Stored data entries:
┄┄┄┄┄┄┄┄┄┄┄┄┄┄┄┄┄┄┄┄

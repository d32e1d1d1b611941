//! Property location types

use serde::{Deserialize, Serialize};
use sqlx::FromRow;
use uuid::Uuid;

use crate::services::geo::is_known;

/// Coordinates
#[derive(Debug, Clone, Copy, PartialEq, Serialize, Deserialize)]
#[serde(rename_all = "camelCase")]
pub struct Coordinates {
    pub lat: f64,
    pub lng: f64,
}

impl Coordinates {
    pub fn new(lat: f64, lng: f64) -> Self {
        Self { lat, lng }
    }
}

/// Location of a client property. Coordinates stay empty until geocoded.
#[derive(Debug, Clone, Serialize, Deserialize, FromRow)]
#[serde(rename_all = "camelCase")]
pub struct PropertyLocation {
    pub id: Uuid,
    pub lat: Option<f64>,
    pub lng: Option<f64>,
    /// Free-form address used when coordinates must be resolved
    pub address: Option<String>,
}

impl PropertyLocation {
    /// Resolved coordinates. A missing component or the stored zero
    /// sentinel means the property has not been located.
    pub fn coordinates(&self) -> Option<Coordinates> {
        match (self.lat, self.lng) {
            (Some(lat), Some(lng)) => Some(Coordinates { lat, lng }).filter(is_known),
            _ => None,
        }
    }

    pub fn set_coordinates(&mut self, coordinates: Coordinates) {
        self.lat = Some(coordinates.lat);
        self.lng = Some(coordinates.lng);
    }
}

#[cfg(test)]
mod tests {
    use super::*;

    #[test]
    fn test_coordinates_require_both_components() {
        let mut property = PropertyLocation {
            id: Uuid::nil(),
            lat: Some(45.5),
            lng: None,
            address: None,
        };
        assert!(property.coordinates().is_none());

        property.set_coordinates(Coordinates::new(45.5, -73.6));
        assert_eq!(property.coordinates(), Some(Coordinates::new(45.5, -73.6)));
    }

    #[test]
    fn test_zero_sentinel_is_not_a_location() {
        let mut property = PropertyLocation {
            id: Uuid::nil(),
            lat: Some(0.0),
            lng: Some(0.0),
            address: None,
        };
        assert!(property.coordinates().is_none());

        property.lat = Some(45.5);
        assert!(property.coordinates().is_none(), "zero longitude is still unset");

        property.lng = Some(f64::NAN);
        assert!(property.coordinates().is_none());
    }
}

┄┄┄┄┄┄┄┄┄┄┄┄┄┄┄┄┄┄┄┄

Exercise requirements: Set down each entry again, exactly as written.

Expected answer:
repository d32e1d1d1b611941
//! Property location types

use serde::{Deserialize, Serialize};
use sqlx::FromRow;
use uuid::Uuid;

use crate::services::geo::is_known;

/// Coordinates
#[derive(Debug, Clone, Copy, PartialEq, Serialize, Deserialize)]
#[serde(rename_all = "camelCase")]
pub struct Coordinates {
    pub lat: f64,
    pub lng: f64,
}

impl Coordinates {
    pub fn new(lat: f64, lng: f64) -> Self {
        Self { lat, lng }
    }
}

/// Location of a client property. Coordinates stay empty until geocoded.
#[derive(Debug, Clone, Serialize, Deserialize, FromRow)]
#[serde(rename_all = "camelCase")]
pub struct PropertyLocation {
    pub id: Uuid,
    pub lat: Option<f64>,
    pub lng: Option<f64>,
    /// Free-form address used when coordinates must be resolved
    pub address: Option<String>,
}

impl PropertyLocation {
    /// Resolved coordinates. A missing component or the stored zero
    /// sentinel means the property has not been located.
    pub fn coordinates(&self) -> Option<Coordinates> {
        match (self.lat, self.lng) {
            (Some(lat), Some(lng)) => Some(Coordinates { lat, lng }).filter(is_known),
            _ => None,
        }
    }

    pub fn set_coordinates(&mut self, coordinates: Coordinates) {
        self.lat = Some(coordinates.lat);
        self.lng = Some(coordinates.lng);
    }
}

#[cfg(test)]
mod tests {
    use super::*;

    #[test]
    fn test_coordinates_require_both_components() {
        let mut property = PropertyLocation {
            id: Uuid::nil(),
            lat: Some(45.5),
            lng: None,
            address: None,
        };
        assert!(property.coordinates().is_none());

        property.set_coordinates(Coordinates::new(45.5, -73.6));
        assert_eq!(property.coordinates(), Some(Coordinates::new(45.5, -73.6)));
    }

    #[test]
    fn test_zero_sentinel_is_not_a_location() {
        let mut property = PropertyLocation {
            id: Uuid::nil(),
            lat: Some(0.0),
            lng: Some(0.0),
            address: None,
        };
        assert!(property.coordinates().is_none());

        property.lat = Some(45.5);
        assert!(property.coordinates().is_none(), "zero longitude is still unset");

        property.lng = Some(f64::NAN);
        assert!(property.coordinates().is_none());
    }
}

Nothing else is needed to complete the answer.